I write as I do because I had an idea that you had criticized some passages in my writings for being pompous, though I thought them splendid, and what I imagined to be a full treatment of a bold enterprise you dismissed as redundant and exaggerated. But it is important to determine whether you are attacking genuine faults or only striking phrases; for, though anyone can see what stands out above the average, it needs a keen judgement to decide whether this is extravagant and disproportionate or lofty and sublime. Homer provides the best examples; no one can fail to notice (whatever he feels about them) such expressions as ‘high heaven’s trumpet rang out’, ‘his spear rested on a cloud’, and ‘neither the sea’s breakers roar so loud’,2 but they must be weighed with care before judging if they are meaningless phantasies or noble creations of a divine inspiration.

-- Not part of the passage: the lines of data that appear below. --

use super::mk_render_pipeline;

pub fn mk_present_layout(device: &wgpu::Device) -> wgpu::BindGroupLayout {
    device.create_bind_group_layout(&wgpu::BindGroupLayoutDescriptor {
        label: Some("present_layout"),
        entries: &[
            wgpu::BindGroupLayoutEntry {
                binding: 0,
                visibility: wgpu::ShaderStages::FRAGMENT,
                ty: wgpu::BindingType::Texture {
                    multisampled: false,
                    view_dimension: wgpu::TextureViewDimension::D2,
                    sample_type: wgpu::TextureSampleType::Float { filterable: true },
                },
                count: None,
            },
            wgpu::BindGroupLayoutEntry {
                binding: 1,
                visibility: wgpu::ShaderStages::FRAGMENT,
                ty: wgpu::BindingType::Sampler(wgpu::SamplerBindingType::Filtering),
                count: None,
            },
        ],
    })
}

/// Blit of the lighting target into `output_format`. Draws a single
/// full-screen triangle without vertex buffers.
pub fn mk_present_pipeline(
    device: &wgpu::Device,
    present_layout: &wgpu::BindGroupLayout,
    output_format: wgpu::TextureFormat,
    source: &str,
) -> wgpu::RenderPipeline {
    let layout = device.create_pipeline_layout(&wgpu::PipelineLayoutDescriptor {
        label: Some("Present Pipeline Layout"),
        bind_group_layouts: &[present_layout],
        immediate_size: 0,
    });
    let shader = wgpu::ShaderModuleDescriptor {
        label: Some("Present Shader"),
        source: wgpu::ShaderSource::Wgsl(source.into()),
    };

    mk_render_pipeline(
        device,
        "Present Pipeline",
        &layout,
        &[output_format],
        Some(wgpu::BlendState::REPLACE),
        None,
        &[],
        None,
        shader,
    )
}
//! Bounded event queue owned by the window layer.
//!
//! The event loop pushes window events as they arrive; the application
//! drains them once per frame in [`crate::flow::Application::update`].

use std::collections::VecDeque;

/// FIFO with a fixed capacity. When full, pushing drops the oldest event.
#[derive(Debug)]
pub struct EventQueue<E> {
    events: VecDeque<E>,
    capacity: usize,
    dropped: u64,
    overflowing: bool,
}

impl<E> EventQueue<E> {
    pub fn new(capacity: usize) -> Self {
        crate::require!(capacity > 0, "event queue capacity must be at least 1");
        Self {
            events: VecDeque::with_capacity(capacity),
            capacity,
            dropped: 0,
            overflowing: false,
        }
    }

    pub fn push(&mut self, event: E) {
        if self.events.len() == self.capacity {
            self.events.pop_front();
            self.dropped += 1;
            if !self.overflowing {
                log::warn!(
                    "Event queue full ({} events), dropping the oldest until it is drained",
                    self.capacity
                );
                self.overflowing = true;
            }
        }
        self.events.push_back(event);
    }

    /// Oldest pending event.
    pub fn poll(&mut self) -> Option<E> {
        let event = self.events.pop_front();
        if self.events.is_empty() {
            self.overflowing = false;
        }
        event
    }

    pub fn drain(&mut self) -> impl Iterator<Item = E> + '_ {
        self.overflowing = false;
        self.events.drain(..)
    }

    pub fn len(&self) -> usize {
        self.events.len()
    }

    pub fn is_empty(&self) -> bool {
        self.events.is_empty()
    }

    pub fn capacity(&self) -> usize {
        self.capacity
    }

    /// Events lost to overflow since the queue was created.
    pub fn dropped(&self) -> u64 {
        self.dropped
    }
}

#[cfg(test)]
mod tests {
    use super::*;

    #[test]
    fn events_come_out_in_push_order() {
        let mut queue = EventQueue::new(4);
        queue.push(1);
        queue.push(2);
        queue.push(3);
        assert_eq!(queue.poll(), Some(1));
        assert_eq!(queue.drain().collect::<Vec<_>>(), vec![2, 3]);
        assert!(queue.is_empty());
        assert_eq!(queue.poll(), None);
    }

    #[test]
    fn overflow_drops_the_oldest() {
        let mut queue = EventQueue::new(2);
        for i in 0..5 {
            queue.push(i);
        }
        assert_eq!(queue.len(), 2);
        assert_eq!(queue.dropped(), 3);
        assert_eq!(queue.poll(), Some(3));
        assert_eq!(queue.poll(), Some(4));
    }

    #[test]
    #[should_panic(expected = "capacity must be at least 1")]
    fn zero_capacity_is_fatal() {
        EventQueue::<u32>::new(0);
    }
}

Not that I think that these are the times and I am the person to have written words like these, nor that I have the ability to do so: I am not so foolish. But I want to make the point that eloquence should be given its head, and the pace of genius should not be confined within too narrow a ring.
You may say that orators are different from poets – as if indeed Cicero lacked daring! However, let us leave out Cicero, since in his case I think there is no dispute. But there is surely no curb nor restraint holding back Demosthenes, the true model and exemplar of oratory, when he delivers the famous ‘Abominable men, flatterers and evil spirits’ and ‘neither with stones nor bricks did I fortify this city’, and later, ‘Was it not to make Euboea the bulwark of Attica on the seaward side?’1 Elsewhere he says ‘For my part, men of Athens, by the gods I believe that Philip is drunk with the magnitude of his achievements’,2 and there can hardly be anything bolder than the magnificent long digression beginning ‘For a disease.. .’3 The following passage may be shorter but is no less daring: “Then when Python swaggered and poured out a torrent of abuse on us, I stood firm’;4 and this bears the same stamp:’ But when a man has grown strong, as Philip has, by rapacity and crime, then the first pretext, some trifling slip, overthrows and shatters all.’5 In the same style are the expressions ‘Cordoned off from every right which holds sacred in the city’ and ‘You have thrown away their claim to pity, Aristogeiton, indeed you have destroyed it once and for all. Do not then seek anchorage in harbours which you have yourself blocked up and filled with stakes.’ In the same speech he had said ‘But I cannot see that any one of these topics gives a sure foothold to the defendant; he has nothing before him but precipices, gulfs, and pitfalls’, and also ‘I am afraid that to some you will appear to have set up as a trainer of any citizen with a taste for wickedness’. There is also ‘I cannot believe that your ancestors built you these law courts as a hotbed for rascals of this sort’ and ‘If he is a jobbing dealer, a pedlar, and retailer of wickedness ‘,6 and innumerable such instances, not counting those which Aeschines called ‘not words but wonders’.7
This is an argument on the wrong side, and you will retort that Demosthenes is at fault in the same way as you say I am. But you must see how much greater he is than Aeschines, his critic, and greater in these very passages; he can show vigour elsewhere, but here he stands out as sublime. Besides, was Aeschines himself free from the faults he finds in Demosthenes? ‘For it is essential, men of Athens, that the orator and the law should speak the same language; but when the law says one thing, and the orator another…’ Elsewhere he says that “Then he displays himself as especially concerned with the decree’, and again ‘But keep watch and lie in ambush as you listen to him, so that you drive him to keep within die limits of the charge of illegality’,1 and he is so pleased with this metaphor that he repeats it: ‘But as in the race track, drive him to keep to the relevant course.’2 Nor is his style any more controlled and restrained in this example: ‘But you reopen old wounds, and are more concerned with today’s speeches than with the welfare of the State’; and he aims high when he asks: ‘Will you not dismiss this man as a public menace to Greece? Or arrest him as a pirate who infests politics by cruising around the State in his brig of words, and then bring him to justice?’3
I am waiting for you to strike out certain expressions in this letter (such as ‘the rudder groans’ and ‘equal to the gods of the sea’) by the same rule as you attack the passages I am quoting; for I am well aware that in seeking indulgence for my past offences I have fallen into the very errors you condemn. Strike then – as long as you will fix an early date for us to discuss both past and present in person. Then you can make me more cautious or I shall teach you to be venturesome.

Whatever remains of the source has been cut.